Он отодвинул стул бесшумно и вышел из кухни. Была темень: они не зажигали света, потому что все уже спали; Гелена рухнула на диване в большой гостевой комнате, где ей постелили, переводчик пристроился там же на какой-то кривой козетке, папа-старичок, нагрузившись красненьким, закемарил еще за столом, и его увели; быстро перемыв посуду, ушла и Ката. Они сидели вдвоем. Вешняков вернулся, морда у него блестела в темноте: умылся. Он не был пьян, вот что страшно. Где у меня, когда это было — страшное трезвое безумие, и я весь в его власти?

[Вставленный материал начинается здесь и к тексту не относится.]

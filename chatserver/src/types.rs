//! Assistant API types
//!
//! Only the fields the chat server reads are modelled; everything else in
//! the API payloads is ignored on deserialization.

use serde::{Deserialize, Serialize};
use std::fmt;

/// Thread object returned by `POST /threads`
#[derive(Debug, Clone, Deserialize)]
pub struct Thread {
    pub id: String,
}

/// Lifecycle state of a run
#[derive(Debug, Clone, Copy, PartialEq, Eq, Serialize, Deserialize)]
#[serde(rename_all = "snake_case")]
pub enum RunStatus {
    Queued,
    InProgress,
    RequiresAction,
    Cancelling,
    Cancelled,
    Failed,
    Completed,
    Incomplete,
    Expired,
    #[serde(other)]
    Unknown,
}

impl RunStatus {
    /// Whether the run will not change status any more without client action
    pub fn is_terminal(&self) -> bool {
        !matches!(self, RunStatus::Queued | RunStatus::InProgress | RunStatus::Cancelling)
    }
}

impl fmt::Display for RunStatus {
    fn fmt(&self, f: &mut fmt::Formatter<'_>) -> fmt::Result {
        let name = match self {
            RunStatus::Queued => "queued",
            RunStatus::InProgress => "in_progress",
            RunStatus::RequiresAction => "requires_action",
            RunStatus::Cancelling => "cancelling",
            RunStatus::Cancelled => "cancelled",
            RunStatus::Failed => "failed",
            RunStatus::Completed => "completed",
            RunStatus::Incomplete => "incomplete",
            RunStatus::Expired => "expired",
            RunStatus::Unknown => "unknown",
        };
        f.write_str(name)
    }
}

/// Run object returned by the runs endpoints
#[derive(Debug, Clone, Deserialize)]
pub struct Run {
    pub id: String,
    pub status: RunStatus,
}

impl Run {
    pub fn is_completed(&self) -> bool {
        self.status == RunStatus::Completed
    }
}

/// Author of a thread message
#[derive(Debug, Clone, Copy, PartialEq, Eq, Serialize, Deserialize)]
#[serde(rename_all = "lowercase")]
pub enum MessageRole {
    User,
    Assistant,
}

/// Text payload of a content block
#[derive(Debug, Clone, Deserialize)]
pub struct TextContent {
    pub value: String,
}

/// A single content block of a message
#[derive(Debug, Clone, Deserialize)]
#[serde(tag = "type", rename_all = "snake_case")]
pub enum MessageContent {
    Text { text: TextContent },
    #[serde(other)]
    Other,
}

/// Message stored in a thread
#[derive(Debug, Clone, Deserialize)]
pub struct ThreadMessage {
    pub id: String,
    pub role: MessageRole,
    #[serde(default)]
    pub content: Vec<MessageContent>,
}

impl ThreadMessage {
    /// Text of the first content block, if that block is text
    pub fn first_text(&self) -> Option<&str> {
        match self.content.first() {
            Some(MessageContent::Text { text }) => Some(text.value.as_str()),
            _ => None,
        }
    }
}

/// Page wrapper of `GET /threads/{id}/messages`
#[derive(Debug, Clone, Deserialize)]
pub struct MessageList {
    pub data: Vec<ThreadMessage>,
}

/// Sort order of message listings
#[derive(Debug, Clone, Copy, PartialEq, Eq, Default)]
pub enum SortOrder {
    Asc,
    #[default]
    Desc,
}

impl SortOrder {
    pub fn as_str(&self) -> &'static str {
        match self {
            SortOrder::Asc => "asc",
            SortOrder::Desc => "desc",
        }
    }
}

/// Query for listing thread messages
#[derive(Debug, Clone, Copy, PartialEq, Eq, Default)]
pub struct ListMessages {
    pub order: SortOrder,
    pub limit: Option<u32>,
}

impl ListMessages {
    /// Newest messages first, at most `limit`
    pub fn newest(limit: u32) -> Self {
        Self {
            order: SortOrder::Desc,
            limit: Some(limit),
        }
    }
}

/// Assistant ids the server was configured with
///
/// Empty strings count as not configured.
#[derive(Debug, Clone, Default, PartialEq, Eq)]
pub struct AssistantIds {
    pub main: Option<String>,
    pub interaction: Option<String>,
    pub analytics: Option<String>,
}

impl AssistantIds {
    pub fn new(main: Option<String>, interaction: Option<String>, analytics: Option<String>) -> Self {
        let configured = |id: Option<String>| id.map(|s| s.trim().to_string()).filter(|s| !s.is_empty());
        Self {
            main: configured(main),
            interaction: configured(interaction),
            analytics: configured(analytics),
        }
    }

    pub fn assistant_configured(&self) -> bool {
        self.main.is_some()
    }

    /// Both analytics agents are needed for background enrichment
    pub fn analytics_configured(&self) -> bool {
        self.interaction.is_some() && self.analytics.is_some()
    }
}
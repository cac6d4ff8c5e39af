//! Service implementations
//!
//! Real implementations of the widget's I/O traits

pub mod api_client;
pub mod data_layer;
pub mod terminal_view;

#[cfg(test)]
mod tests;

// Re-export service implementations
pub use api_client::{ChatApiClient, DEFAULT_SERVER_URL};
pub use data_layer::{push_event, RecordingDataLayer, TracingDataLayer};
pub use terminal_view::TerminalView;
//! Shared error types for the donation chat system

use thiserror::Error;

#[derive(Error, Debug)]
pub enum SharedError {
    #[error("Invalid log level: {level}")]
    InvalidLogLevel { level: String },

    #[error("Tracing subscriber initialization failed: {message}")]
    LoggingInit { message: String },
}

pub type SharedResult<T> = Result<T, SharedError>;
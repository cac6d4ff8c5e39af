//! Client side of the donation chat
//!
//! Keeps the visitor's conversation across restarts, sends messages to the
//! chat server, renders replies and info cards, and forwards background
//! analytics to a data layer.

pub mod core;
pub mod error;
pub mod services;
pub mod session;
pub mod state;
pub mod traits;
pub mod types;
pub mod widget_impl;

// Re-export main types
pub use error::{WidgetError, WidgetResult};
pub use session::SessionStore;
pub use types::*;
pub use widget_impl::{ChatWidget, ReplyView, SendOutcome};

// Re-export trait definitions
pub use traits::{ChatApi, ChatView, DataLayer};

// Re-export service implementations
pub use services::{ChatApiClient, RecordingDataLayer, TerminalView, TracingDataLayer};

— Ну так вот. Этот самый ихний нижний чин полный был чудак, ничего не скажешь. Он, во-первых, трупов боялся или крови, не знаю. Нет, трупов, трупов. Тут меня Ниночка, считай, прикрыла — она уже скончалась в тот момент, так он как подошел, так и отскочил, вояка хренов. Ну давай! — думаю. И глаза закатываю, как Дориан Грей. И лежу весь в кровище. Короче, он у меня браунинг забрал — и бежать, даже часы с руки не снял, сдрейфил. Бывают такие чудаки, а? Тут думаю, раз такое дело, пока помирать не буду. До ночи отлежался. Потом шинельку вашу с Ниночки снял и пополз в деревню. Дальше дела не самые интересные, Катькина сестра меня в погребе прятала, я там простыл и чуть не помер, опять же гангрена, полноги отнять пришлось. Но жив. И знаете, Гелий Михайлович, я вас крайне ненавидел, можете мне поверить. Стишки эти ваши читал ночами и все ждал, как я вам их в морду швырну. Ну вот вроде швырнул, сбылась мечта. А дальше мне вам только спасибо говорить надо.
Москва, 1952
На Кировской прихожей не было вовсе. Открываешь входную дверь — и сразу кухня. Дальше ты через кухню проходишь, а там уж комнаты. И куда, например, зимой пальто девать — непонятно. К тому же на кухне располагалась Капитоша на раскладушке, и переселить ее было некуда, да она б и не согласилась стронуться со своего места. Все это было зверски неудобно, а уж если гости — впрочем, на Кировской такого понятия не знали. Не было дня, чтоб кто-нибудь не заявлялся, к вечеру за стол садилось минимум десять человек, все свои, какие там гости. И все они перлись через картофельный пар, через Женькины пеленки, через Капитошины тапочки и сваливали свои пальто и шубы в ванной на пол. В день юбилея Михдиха стояла страшная жара, Гелена пришла домой из института без сил и села на пол на кухне; впервые идиотское строение квартиры ей показалось разумным: она не могла никого видеть. В комнатах хохотали, голосили, возглашали здравицу, Аля наяривала на рояле, и — Гелена не видела, но точно знала — растроганный носатый Михдих в бархатном пиджаке плясал с крошечным Женькой польку-бабочку; басил Виктор, азартно орал Крот, Гелик ронял свое веское слово — что такое они спорили… Ах, да: Витька ляпнул про бесконечность, дескать, мы не можем ее понять, а Гелик снисходительно возражал: помилуй, это конечность мы не можем понять, а бесконечность… Толя как всегда выступал арбитром-миротворцем и гудел что-то такое вразумляющее.